* What the task asks *
Lines holding the word "chunk" are the ones to copy from the data below.

* Dataset entries *

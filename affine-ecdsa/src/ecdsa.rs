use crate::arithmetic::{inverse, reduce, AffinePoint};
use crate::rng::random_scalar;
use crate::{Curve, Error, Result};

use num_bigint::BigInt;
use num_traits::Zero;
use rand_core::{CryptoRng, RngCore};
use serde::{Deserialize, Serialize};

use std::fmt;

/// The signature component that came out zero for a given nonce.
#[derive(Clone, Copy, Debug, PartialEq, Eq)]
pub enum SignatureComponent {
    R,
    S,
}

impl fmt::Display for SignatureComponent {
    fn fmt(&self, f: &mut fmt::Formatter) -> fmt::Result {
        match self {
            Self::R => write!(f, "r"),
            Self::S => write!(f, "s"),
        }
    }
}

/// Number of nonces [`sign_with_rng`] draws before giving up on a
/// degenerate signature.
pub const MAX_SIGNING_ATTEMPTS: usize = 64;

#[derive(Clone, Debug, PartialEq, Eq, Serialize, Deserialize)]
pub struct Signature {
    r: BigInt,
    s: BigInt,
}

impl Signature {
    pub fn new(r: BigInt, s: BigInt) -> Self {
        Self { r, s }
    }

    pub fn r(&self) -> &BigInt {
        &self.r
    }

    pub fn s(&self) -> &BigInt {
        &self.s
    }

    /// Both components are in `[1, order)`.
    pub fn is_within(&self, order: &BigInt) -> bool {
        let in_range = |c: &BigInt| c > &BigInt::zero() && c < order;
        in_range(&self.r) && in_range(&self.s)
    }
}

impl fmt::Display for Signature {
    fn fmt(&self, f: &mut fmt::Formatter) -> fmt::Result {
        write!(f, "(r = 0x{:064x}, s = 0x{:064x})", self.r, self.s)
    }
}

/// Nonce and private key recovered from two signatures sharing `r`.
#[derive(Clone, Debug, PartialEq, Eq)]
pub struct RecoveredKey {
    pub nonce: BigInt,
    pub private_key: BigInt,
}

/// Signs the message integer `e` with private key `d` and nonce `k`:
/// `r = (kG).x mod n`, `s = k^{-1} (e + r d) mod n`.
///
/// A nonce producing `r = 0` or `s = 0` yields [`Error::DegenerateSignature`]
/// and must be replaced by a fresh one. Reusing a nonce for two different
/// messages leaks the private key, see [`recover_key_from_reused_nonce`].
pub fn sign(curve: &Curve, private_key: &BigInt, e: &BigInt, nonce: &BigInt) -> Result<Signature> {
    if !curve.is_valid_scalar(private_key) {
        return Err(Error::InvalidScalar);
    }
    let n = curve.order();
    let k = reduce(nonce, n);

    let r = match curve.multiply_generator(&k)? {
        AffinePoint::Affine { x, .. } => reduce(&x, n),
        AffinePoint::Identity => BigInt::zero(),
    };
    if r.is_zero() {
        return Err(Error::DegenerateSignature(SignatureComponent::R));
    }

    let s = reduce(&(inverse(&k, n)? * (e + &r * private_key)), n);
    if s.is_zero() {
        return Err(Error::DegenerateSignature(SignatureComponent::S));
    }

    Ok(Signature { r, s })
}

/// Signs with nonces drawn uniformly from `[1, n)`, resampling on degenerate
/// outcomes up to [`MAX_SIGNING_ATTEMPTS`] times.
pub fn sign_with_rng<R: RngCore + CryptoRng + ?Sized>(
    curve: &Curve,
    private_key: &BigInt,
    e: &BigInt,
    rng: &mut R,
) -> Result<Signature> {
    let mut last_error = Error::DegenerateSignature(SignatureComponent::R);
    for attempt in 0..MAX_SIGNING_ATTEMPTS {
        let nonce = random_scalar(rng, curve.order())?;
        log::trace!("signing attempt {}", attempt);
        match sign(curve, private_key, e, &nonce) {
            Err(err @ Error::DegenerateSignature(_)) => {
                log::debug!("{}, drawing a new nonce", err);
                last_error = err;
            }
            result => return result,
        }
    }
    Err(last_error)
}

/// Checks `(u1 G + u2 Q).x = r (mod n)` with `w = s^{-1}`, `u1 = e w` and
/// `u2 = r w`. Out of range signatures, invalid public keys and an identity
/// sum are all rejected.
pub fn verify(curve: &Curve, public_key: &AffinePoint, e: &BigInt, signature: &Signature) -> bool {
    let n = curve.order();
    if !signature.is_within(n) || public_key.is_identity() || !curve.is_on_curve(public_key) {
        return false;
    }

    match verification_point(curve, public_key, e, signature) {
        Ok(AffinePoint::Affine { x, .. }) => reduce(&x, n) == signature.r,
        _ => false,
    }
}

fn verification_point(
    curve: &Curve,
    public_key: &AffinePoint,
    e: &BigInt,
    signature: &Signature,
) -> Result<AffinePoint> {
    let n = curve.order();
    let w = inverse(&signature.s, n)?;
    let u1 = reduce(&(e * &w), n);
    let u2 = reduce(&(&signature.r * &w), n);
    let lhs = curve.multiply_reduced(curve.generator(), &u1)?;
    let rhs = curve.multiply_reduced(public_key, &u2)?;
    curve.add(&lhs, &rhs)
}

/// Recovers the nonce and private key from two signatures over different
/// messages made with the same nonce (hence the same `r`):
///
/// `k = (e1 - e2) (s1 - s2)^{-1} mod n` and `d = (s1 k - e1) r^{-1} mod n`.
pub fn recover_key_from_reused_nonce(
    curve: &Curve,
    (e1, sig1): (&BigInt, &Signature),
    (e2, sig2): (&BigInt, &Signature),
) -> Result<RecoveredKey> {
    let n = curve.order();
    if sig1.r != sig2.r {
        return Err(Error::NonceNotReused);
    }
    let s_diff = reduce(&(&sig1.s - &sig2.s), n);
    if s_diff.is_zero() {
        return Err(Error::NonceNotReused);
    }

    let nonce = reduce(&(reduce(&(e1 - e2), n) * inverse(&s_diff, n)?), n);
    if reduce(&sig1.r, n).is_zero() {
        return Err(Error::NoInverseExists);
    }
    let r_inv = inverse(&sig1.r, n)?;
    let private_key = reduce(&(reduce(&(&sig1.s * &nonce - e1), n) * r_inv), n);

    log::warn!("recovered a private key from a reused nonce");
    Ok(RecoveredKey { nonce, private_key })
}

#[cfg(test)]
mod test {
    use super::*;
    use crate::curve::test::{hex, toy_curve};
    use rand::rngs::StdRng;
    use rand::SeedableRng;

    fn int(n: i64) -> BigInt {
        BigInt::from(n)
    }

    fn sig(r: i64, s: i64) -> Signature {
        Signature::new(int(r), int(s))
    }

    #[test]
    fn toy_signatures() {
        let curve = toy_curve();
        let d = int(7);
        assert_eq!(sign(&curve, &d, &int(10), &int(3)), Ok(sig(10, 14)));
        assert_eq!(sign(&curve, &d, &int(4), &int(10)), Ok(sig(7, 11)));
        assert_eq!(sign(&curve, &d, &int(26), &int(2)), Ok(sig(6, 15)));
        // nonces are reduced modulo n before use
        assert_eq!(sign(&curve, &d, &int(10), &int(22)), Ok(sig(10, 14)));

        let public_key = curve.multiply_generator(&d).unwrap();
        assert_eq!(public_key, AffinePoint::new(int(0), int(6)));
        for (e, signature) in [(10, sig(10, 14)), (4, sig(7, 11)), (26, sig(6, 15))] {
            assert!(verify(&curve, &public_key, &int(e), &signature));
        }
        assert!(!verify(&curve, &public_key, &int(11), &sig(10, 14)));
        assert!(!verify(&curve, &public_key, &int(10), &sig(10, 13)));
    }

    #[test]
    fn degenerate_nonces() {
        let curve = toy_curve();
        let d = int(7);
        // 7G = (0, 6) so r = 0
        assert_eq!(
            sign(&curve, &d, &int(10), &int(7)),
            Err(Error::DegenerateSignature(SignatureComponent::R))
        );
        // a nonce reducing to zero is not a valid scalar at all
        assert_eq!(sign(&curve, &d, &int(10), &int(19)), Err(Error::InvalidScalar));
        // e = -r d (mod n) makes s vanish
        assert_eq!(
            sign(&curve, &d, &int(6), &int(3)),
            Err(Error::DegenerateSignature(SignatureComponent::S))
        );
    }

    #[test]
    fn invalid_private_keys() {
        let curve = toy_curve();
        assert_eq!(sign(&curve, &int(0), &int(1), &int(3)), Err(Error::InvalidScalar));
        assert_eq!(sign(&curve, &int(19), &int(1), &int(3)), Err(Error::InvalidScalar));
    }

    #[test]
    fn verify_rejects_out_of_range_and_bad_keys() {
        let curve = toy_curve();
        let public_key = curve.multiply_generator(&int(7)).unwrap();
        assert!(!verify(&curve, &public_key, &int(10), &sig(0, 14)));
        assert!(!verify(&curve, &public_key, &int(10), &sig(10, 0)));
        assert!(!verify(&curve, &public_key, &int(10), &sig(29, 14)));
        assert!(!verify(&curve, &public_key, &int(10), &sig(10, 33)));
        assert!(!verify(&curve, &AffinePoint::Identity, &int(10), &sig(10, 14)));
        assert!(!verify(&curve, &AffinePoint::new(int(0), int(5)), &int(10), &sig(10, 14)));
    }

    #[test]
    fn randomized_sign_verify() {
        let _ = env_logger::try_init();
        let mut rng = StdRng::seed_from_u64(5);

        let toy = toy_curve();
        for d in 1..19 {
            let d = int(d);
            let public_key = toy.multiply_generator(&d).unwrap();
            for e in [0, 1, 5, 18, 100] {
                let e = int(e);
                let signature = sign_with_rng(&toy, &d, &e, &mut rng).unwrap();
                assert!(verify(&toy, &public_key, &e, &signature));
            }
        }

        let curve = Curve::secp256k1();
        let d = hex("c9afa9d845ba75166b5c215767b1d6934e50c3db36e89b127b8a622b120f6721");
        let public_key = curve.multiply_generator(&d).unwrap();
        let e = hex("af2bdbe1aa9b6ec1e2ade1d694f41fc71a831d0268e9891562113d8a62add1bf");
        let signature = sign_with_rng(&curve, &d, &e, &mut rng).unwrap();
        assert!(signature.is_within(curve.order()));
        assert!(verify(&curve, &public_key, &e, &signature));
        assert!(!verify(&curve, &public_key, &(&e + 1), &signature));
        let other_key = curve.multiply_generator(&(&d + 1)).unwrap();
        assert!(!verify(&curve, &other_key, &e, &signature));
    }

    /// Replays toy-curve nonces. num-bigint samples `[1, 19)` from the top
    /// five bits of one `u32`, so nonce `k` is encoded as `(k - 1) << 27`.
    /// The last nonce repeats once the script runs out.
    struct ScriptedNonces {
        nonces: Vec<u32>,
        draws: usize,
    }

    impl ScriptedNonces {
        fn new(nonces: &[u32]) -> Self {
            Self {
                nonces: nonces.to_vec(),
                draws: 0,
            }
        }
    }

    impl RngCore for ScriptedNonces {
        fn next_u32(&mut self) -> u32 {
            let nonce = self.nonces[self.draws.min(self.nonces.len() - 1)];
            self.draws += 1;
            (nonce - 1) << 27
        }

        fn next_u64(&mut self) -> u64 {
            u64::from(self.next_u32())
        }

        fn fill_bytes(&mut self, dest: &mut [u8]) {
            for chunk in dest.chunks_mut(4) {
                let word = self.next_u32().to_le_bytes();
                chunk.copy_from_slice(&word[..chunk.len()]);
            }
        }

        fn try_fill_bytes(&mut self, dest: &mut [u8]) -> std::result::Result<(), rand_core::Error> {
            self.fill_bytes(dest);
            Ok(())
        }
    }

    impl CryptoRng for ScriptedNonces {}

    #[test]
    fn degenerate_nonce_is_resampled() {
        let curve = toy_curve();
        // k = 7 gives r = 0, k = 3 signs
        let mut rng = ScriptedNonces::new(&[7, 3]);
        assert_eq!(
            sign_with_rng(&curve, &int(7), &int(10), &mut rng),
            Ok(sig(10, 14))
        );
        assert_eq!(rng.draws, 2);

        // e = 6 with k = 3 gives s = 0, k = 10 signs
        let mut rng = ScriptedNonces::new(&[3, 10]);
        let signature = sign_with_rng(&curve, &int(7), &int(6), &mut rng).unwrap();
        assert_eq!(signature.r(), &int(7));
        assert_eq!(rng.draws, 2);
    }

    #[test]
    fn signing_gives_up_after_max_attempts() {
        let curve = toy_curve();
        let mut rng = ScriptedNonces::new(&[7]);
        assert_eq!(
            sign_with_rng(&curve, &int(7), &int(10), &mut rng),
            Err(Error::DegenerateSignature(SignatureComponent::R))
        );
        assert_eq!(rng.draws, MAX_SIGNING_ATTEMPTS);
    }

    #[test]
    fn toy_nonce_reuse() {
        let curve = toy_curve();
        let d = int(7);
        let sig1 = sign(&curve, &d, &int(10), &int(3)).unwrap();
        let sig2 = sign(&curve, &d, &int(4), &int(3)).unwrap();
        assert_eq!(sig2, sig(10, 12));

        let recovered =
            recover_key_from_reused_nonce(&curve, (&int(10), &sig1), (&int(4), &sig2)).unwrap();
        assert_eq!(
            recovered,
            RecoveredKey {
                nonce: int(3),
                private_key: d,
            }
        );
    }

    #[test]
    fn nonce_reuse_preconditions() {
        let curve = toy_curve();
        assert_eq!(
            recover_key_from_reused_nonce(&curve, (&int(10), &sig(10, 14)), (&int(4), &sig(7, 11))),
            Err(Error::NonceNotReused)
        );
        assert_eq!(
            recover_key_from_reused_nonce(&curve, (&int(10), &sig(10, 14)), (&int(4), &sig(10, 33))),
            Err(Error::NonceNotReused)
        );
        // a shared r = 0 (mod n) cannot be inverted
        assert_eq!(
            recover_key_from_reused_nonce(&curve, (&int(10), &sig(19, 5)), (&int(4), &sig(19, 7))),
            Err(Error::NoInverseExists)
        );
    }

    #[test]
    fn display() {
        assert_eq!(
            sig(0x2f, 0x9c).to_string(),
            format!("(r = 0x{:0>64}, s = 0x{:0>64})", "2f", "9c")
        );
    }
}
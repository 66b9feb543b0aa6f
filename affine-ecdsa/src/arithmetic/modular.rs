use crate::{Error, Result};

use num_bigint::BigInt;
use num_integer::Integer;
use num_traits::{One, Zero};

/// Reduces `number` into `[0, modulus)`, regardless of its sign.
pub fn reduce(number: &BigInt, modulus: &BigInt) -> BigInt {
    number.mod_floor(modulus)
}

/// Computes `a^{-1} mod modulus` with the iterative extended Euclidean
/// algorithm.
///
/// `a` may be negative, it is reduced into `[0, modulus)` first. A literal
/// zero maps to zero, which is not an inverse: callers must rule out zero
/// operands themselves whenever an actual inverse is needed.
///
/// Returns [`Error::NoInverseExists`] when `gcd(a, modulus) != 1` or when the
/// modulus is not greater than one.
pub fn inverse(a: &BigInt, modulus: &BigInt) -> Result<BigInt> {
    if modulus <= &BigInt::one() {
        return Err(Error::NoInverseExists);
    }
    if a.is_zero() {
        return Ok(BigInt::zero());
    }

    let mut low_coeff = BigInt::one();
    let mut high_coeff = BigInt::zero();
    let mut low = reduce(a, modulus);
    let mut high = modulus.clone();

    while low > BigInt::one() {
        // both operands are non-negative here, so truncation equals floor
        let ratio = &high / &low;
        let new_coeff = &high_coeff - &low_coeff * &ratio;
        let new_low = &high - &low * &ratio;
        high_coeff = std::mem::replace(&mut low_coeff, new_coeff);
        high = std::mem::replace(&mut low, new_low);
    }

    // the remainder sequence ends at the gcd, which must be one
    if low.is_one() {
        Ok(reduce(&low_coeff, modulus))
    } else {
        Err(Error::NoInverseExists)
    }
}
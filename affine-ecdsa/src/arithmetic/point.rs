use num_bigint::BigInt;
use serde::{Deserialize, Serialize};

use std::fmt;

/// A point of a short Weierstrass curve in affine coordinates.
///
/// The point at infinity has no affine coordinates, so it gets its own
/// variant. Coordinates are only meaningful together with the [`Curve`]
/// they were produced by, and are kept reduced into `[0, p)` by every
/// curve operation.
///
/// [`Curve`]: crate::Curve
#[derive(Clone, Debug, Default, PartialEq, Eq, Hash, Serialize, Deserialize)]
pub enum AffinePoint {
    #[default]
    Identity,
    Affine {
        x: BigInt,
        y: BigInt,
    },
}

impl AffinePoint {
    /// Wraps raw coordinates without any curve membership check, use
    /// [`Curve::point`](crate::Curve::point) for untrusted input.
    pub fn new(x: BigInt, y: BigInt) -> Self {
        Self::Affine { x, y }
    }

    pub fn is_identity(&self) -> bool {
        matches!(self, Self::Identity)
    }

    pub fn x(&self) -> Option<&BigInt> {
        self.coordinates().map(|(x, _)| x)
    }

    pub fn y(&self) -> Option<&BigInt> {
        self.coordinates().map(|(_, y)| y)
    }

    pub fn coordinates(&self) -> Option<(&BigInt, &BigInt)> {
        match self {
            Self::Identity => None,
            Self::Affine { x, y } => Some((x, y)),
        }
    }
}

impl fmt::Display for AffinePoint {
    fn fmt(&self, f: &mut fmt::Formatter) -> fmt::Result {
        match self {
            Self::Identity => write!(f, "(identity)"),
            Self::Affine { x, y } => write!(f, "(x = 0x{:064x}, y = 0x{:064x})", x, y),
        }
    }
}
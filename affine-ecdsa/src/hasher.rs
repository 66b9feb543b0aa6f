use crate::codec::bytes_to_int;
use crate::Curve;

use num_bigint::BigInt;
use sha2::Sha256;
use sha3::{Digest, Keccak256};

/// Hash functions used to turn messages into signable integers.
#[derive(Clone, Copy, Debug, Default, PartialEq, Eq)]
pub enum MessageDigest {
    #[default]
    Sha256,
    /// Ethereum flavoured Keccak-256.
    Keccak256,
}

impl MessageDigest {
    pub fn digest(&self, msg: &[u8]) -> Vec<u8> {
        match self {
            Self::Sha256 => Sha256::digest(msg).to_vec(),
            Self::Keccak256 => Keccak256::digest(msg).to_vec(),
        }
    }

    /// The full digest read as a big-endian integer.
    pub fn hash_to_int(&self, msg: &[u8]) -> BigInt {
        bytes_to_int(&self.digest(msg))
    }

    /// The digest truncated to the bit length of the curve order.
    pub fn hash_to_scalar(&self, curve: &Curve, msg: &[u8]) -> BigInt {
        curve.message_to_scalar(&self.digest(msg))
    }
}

* Reply to the task *
            for chunk in dest.chunks_mut(4) {
                chunk.copy_from_slice(&word[..chunk.len()]);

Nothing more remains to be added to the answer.